*Exercise requirements*. In the records below, find each line holding the word "four" and copy it.
= = = = = = =
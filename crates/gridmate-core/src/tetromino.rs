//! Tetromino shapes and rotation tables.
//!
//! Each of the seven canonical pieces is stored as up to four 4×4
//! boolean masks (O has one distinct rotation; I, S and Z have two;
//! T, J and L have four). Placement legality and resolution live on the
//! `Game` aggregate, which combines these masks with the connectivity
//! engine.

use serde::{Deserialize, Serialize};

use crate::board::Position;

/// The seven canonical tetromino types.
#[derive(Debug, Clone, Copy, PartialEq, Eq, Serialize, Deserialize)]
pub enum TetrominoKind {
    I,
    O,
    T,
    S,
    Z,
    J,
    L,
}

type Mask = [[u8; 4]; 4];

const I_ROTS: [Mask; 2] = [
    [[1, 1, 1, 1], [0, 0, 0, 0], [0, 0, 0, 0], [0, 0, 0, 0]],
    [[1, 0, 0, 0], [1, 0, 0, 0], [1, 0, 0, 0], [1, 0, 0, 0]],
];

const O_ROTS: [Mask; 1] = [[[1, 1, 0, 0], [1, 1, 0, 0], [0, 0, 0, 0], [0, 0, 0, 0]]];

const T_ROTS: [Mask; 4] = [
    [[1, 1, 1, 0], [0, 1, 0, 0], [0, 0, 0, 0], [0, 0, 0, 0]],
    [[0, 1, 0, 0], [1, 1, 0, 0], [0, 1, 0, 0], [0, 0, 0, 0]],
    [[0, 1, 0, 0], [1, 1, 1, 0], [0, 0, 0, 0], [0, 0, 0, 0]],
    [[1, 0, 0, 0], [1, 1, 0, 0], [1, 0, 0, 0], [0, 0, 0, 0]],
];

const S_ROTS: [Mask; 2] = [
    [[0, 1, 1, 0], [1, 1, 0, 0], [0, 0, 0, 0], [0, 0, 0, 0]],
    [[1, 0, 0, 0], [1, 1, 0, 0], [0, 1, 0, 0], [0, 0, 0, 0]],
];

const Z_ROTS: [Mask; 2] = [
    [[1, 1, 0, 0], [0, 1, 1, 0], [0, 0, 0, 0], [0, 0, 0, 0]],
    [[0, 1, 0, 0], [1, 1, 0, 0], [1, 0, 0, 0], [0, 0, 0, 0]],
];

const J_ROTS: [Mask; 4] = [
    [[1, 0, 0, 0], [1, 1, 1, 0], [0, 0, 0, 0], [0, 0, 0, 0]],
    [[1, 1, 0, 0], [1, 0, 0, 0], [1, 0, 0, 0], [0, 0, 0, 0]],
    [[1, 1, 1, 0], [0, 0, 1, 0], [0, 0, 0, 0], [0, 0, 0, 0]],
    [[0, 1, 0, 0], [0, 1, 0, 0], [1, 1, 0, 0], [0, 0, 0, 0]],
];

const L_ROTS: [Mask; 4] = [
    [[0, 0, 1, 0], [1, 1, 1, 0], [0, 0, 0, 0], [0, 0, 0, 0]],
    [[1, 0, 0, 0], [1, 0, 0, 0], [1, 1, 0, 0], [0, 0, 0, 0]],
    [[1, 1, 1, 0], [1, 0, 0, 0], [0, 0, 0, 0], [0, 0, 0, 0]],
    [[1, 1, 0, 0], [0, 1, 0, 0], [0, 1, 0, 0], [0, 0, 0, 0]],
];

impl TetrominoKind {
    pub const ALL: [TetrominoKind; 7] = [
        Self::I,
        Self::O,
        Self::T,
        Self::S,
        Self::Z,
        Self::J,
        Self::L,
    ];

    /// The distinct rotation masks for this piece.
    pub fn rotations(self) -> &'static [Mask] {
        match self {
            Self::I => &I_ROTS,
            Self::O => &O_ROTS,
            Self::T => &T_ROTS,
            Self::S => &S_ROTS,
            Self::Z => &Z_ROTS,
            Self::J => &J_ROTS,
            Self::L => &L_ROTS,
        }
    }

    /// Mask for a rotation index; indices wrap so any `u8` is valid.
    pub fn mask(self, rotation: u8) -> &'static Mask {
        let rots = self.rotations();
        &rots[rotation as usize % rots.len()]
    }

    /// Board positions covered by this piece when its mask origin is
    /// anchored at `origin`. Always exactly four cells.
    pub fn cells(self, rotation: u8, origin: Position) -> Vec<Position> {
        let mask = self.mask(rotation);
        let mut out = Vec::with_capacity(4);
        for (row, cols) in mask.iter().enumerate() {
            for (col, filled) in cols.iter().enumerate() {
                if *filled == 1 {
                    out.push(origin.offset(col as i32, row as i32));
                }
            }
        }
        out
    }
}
= = = = = = =
*Result of the exercise*.
//! Each of the seven canonical pieces is stored as up to four 4×4
//! T, J and L have four). Placement legality and resolution live on the
    /// anchored at `origin`. Always exactly four cells.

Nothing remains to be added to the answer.